La hausse du niveau des océans due au réchauffement climatique fait planer la menace d’immenses d’inondations et de dommages aux cultures et aux côtes. Sans d’énormes travaux sur les infrastructures pour se prémunir contre les inondations, le coût des dommages causés par les inondations serait massif. En 2014, l’Union européenne (UE) a estimé que ce coût pourrait atteindre, d’ici la fin du siècle, 4 pour cent du produit intérieur brut, soit plus de 500 milliards de dollars; en 2018, le consortium Carbon Brief a estimé ce coût à 961 milliards d’euros.

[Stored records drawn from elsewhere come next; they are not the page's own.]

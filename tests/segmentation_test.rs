use rs_boilerpipe::parse_document;

#[test]
fn simple_document_yields_title_and_one_block() {
    let html = r"<html><head><title>Hi</title></head><body><p>Hello world this is a test</p></body></html>";

    let doc = parse_document(html);

    assert_eq!(doc.title.as_deref(), Some("Hi"));
    assert_eq!(doc.text_blocks.len(), 1);

    let block = &doc.text_blocks[0];
    assert_eq!(block.text, "Hello world this is a test");
    assert_eq!(block.num_words, 6);
    assert_eq!(block.num_linked_words, 0);
    assert_eq!(block.num_wrapped_lines, 1);
    assert_eq!(block.link_density(), 0.0);
}

#[test]
fn anchor_words_count_toward_link_density() {
    let doc = parse_document(r#"<p>Click <a href="x">here</a> now</p>"#);

    assert_eq!(doc.text_blocks.len(), 1);
    let block = &doc.text_blocks[0];
    assert_eq!(block.text, "Click here now");
    assert_eq!(block.num_words, 3);
    assert_eq!(block.num_linked_words, 1);
    assert!((block.link_density() - 1.0 / 3.0).abs() < 1e-9);
}

#[test]
fn unrecognized_tag_between_text_runs_forces_two_blocks() {
    let doc = parse_document("<body><p>first run of text<custom-widget></custom-widget>second run of text</p></body>");

    assert_eq!(doc.text_blocks.len(), 2);
    assert_eq!(doc.text_blocks[0].text, "first run of text");
    assert_eq!(doc.text_blocks[1].text, "second run of text");
    assert_eq!(doc.text_blocks[0].offset_blocks_start, 0);
    assert_eq!(doc.text_blocks[1].offset_blocks_start, 1);
}

#[test]
fn whitespace_only_runs_never_produce_blocks() {
    let doc = parse_document("<body><div>   </div>\n\t<div></div></body>");
    assert!(doc.text_blocks.is_empty());
}

#[test]
fn script_and_style_content_reaches_neither_blocks_nor_title() {
    let html = r#"<html><head>
        <script>var x = "<b>not content</b>";</script>
        <style>p { color: red; }</style>
        <title>Real Title</title>
    </head><body><p>visible words only</p></body></html>"#;

    let doc = parse_document(html);

    assert_eq!(doc.title.as_deref(), Some("Real Title"));
    assert_eq!(doc.text_blocks.len(), 1);
    assert_eq!(doc.text_blocks[0].text, "visible words only");
    let all_text = doc.text(true, true);
    assert!(!all_text.contains("not content"));
    assert!(!all_text.contains("color"));
}

#[test]
fn ignorable_form_controls_are_dropped_inside_body() {
    let doc = parse_document(
        "<body><p>before the menu</p><select><option>Pick one</option></select><p>after the menu</p></body>",
    );

    let texts: Vec<&str> = doc.text_blocks.iter().map(|b| b.text.as_str()).collect();
    assert_eq!(texts, ["before the menu", "after the menu"]);
}

#[test]
fn title_is_not_overwritten_after_body_content_started() {
    let html = r"<html><head><title>Original</title></head>
        <body><p>body text here</p><title>Impostor</title></body></html>";

    let doc = parse_document(html);
    assert_eq!(doc.title.as_deref(), Some("Original"));
}

#[test]
fn pre_body_content_is_never_a_block() {
    let doc = parse_document("<html><head><title>Only a title</title></head><body></body></html>");
    assert_eq!(doc.title.as_deref(), Some("Only a title"));
    assert!(doc.text_blocks.is_empty());
}

#[test]
fn inline_markup_keeps_a_single_block_and_depth_is_stamped_at_origin() {
    let doc = parse_document(
        "<body><div><p>some <b>bold</b> and <em>emphatic</em> words</p></div></body>",
    );

    assert_eq!(doc.text_blocks.len(), 1);
    let block = &doc.text_blocks[0];
    assert_eq!(block.text, "some bold and emphatic words");
    assert_eq!(block.num_words, 5);
    // body(1) -> div(2) -> p(3); inline tags do not move the level.
    assert_eq!(block.tag_level, 3);
}

#[test]
fn block_invariants_hold_for_every_emitted_block() {
    let html = r#"<body>
        <h1>A headline of words</h1>
        <p>The first paragraph contains a reasonable amount of text and
        <a href="/ref">a linked phrase inside it</a> for density.</p>
        <ul><li>item one</li><li>item two</li></ul>
    </body>"#;

    let doc = parse_document(html);
    assert!(doc.text_blocks.len() >= 3);

    for block in &doc.text_blocks {
        assert!(block.num_wrapped_lines >= 1);
        assert!(block.num_words_in_wrapped_lines <= block.num_words);
        let expected_density =
            block.num_words_in_wrapped_lines as f64 / block.num_wrapped_lines as f64;
        assert_eq!(block.text_density(), expected_density);
        if block.num_words == 0 {
            assert_eq!(block.link_density(), 0.0);
        } else {
            let expected = block.num_linked_words as f64 / block.num_words as f64;
            assert_eq!(block.link_density(), expected);
        }
        assert_eq!(block.offset_blocks_start, block.offset_blocks_end);
        assert!(!block.is_content);
        assert!(block.labels.is_empty());
    }
}

#[test]
fn blocks_are_emitted_in_document_order_with_sequential_offsets() {
    let doc = parse_document(
        "<body><p>alpha text</p><p>beta text</p><p>gamma text</p></body>",
    );

    assert_eq!(doc.text_blocks.len(), 3);
    for (index, block) in doc.text_blocks.iter().enumerate() {
        assert_eq!(block.offset_blocks_start, index as i32);
    }
}

#[test]
fn clean_parse_reports_no_aggregate_error() {
    let doc = parse_document("<body><p>nothing wrong here</p></body>");
    assert!(doc.error().is_none());
    assert!(doc.warnings.is_empty());
}

#[test]
fn entities_are_decoded_before_counting() {
    let doc = parse_document("<body><p>fish &amp; chips</p></body>");
    assert_eq!(doc.text_blocks.len(), 1);
    assert_eq!(doc.text_blocks[0].text, "fish & chips");
    // "&" splits as its own token but contains no word character.
    assert_eq!(doc.text_blocks[0].num_words, 2);
}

Le réchauffement climatique est une menace critique qui nécessite une mobilisation planifiée et coordonnée à l’échelle mondiale des ressources de l’humanité pour éviter la catastrophe. D’énormes ressources technologiques, scientifiques et industrielles doivent être consacrées à la réduction des émissions de carbone, au développement des infrastructures publiques, à la rénovation de milliards de foyers et à la transformation de l’industrie mondiale. C’est la seule façon de protéger les vies, les réserves alimentaires et les infrastructures vitales et de minimiser les dommages causés par le changement climatique.
Il s’est avéré impossible de concevoir une telle réponse dans le cadre du système capitaliste d’État-nation et sous les diktats de l’UE et du gouvernement Johnson, des pions de l’aristocratie financière et de La City de Londres.
Au lieu de cela, les gouvernements capitalistes du monde entier investissent des milliers de milliards de dollars dans le renforcement de leurs armées et dans la guerre entre eux. L’Europe a augmenté ses dépenses militaires collectives de près de 100 milliards de dollars au cours de la dernière décennie, dans la perspective du déclenchement d’une guerre ouverte entre les États-Unis, l’OTAN et la Russie cette année en Ukraine.
En coupant les importations de gaz naturel en provenance de Russie, les puissances de l’OTAN reviennent même à des sources d’énergie très polluantes. L’Allemagne, l’Autriche et les Pays-Bas ont tous redémarré des centrales au charbon. Sous l’autorité de la ministre allemande des Affaires étrangères, Annalena Baerbock, membre des Verts, l’envoyée de l’Allemagne pour le climat, Jennifer Morgan, a déclaré lors d’une récente conférence sur le climat à Berlin que «la guerre d’agression russe nous oblige à prendre des décisions à court terme qui ne nous plaisent pas».
Les travailleurs et les jeunes doivent tirer les leçons de l’inaction et de l’indifférence meurtrière des gouvernements capitalistes européens. La lutte contre le réchauffement climatique – comme la lutte contre la guerre, et contre la pandémie de COVID-19 qui a fait près de 1,9 million de morts en Europe – est une question politique et de classe. Les intérêts des travailleurs et des jeunes du monde entier sont diamétralement opposés à ceux de l’élite dirigeante. La lutte contre le changement climatique nécessite la mobilisation révolutionnaire de la classe ouvrière dans une lutte pour le socialisme et une économie planifiée sous le contrôle démocratique des travailleurs.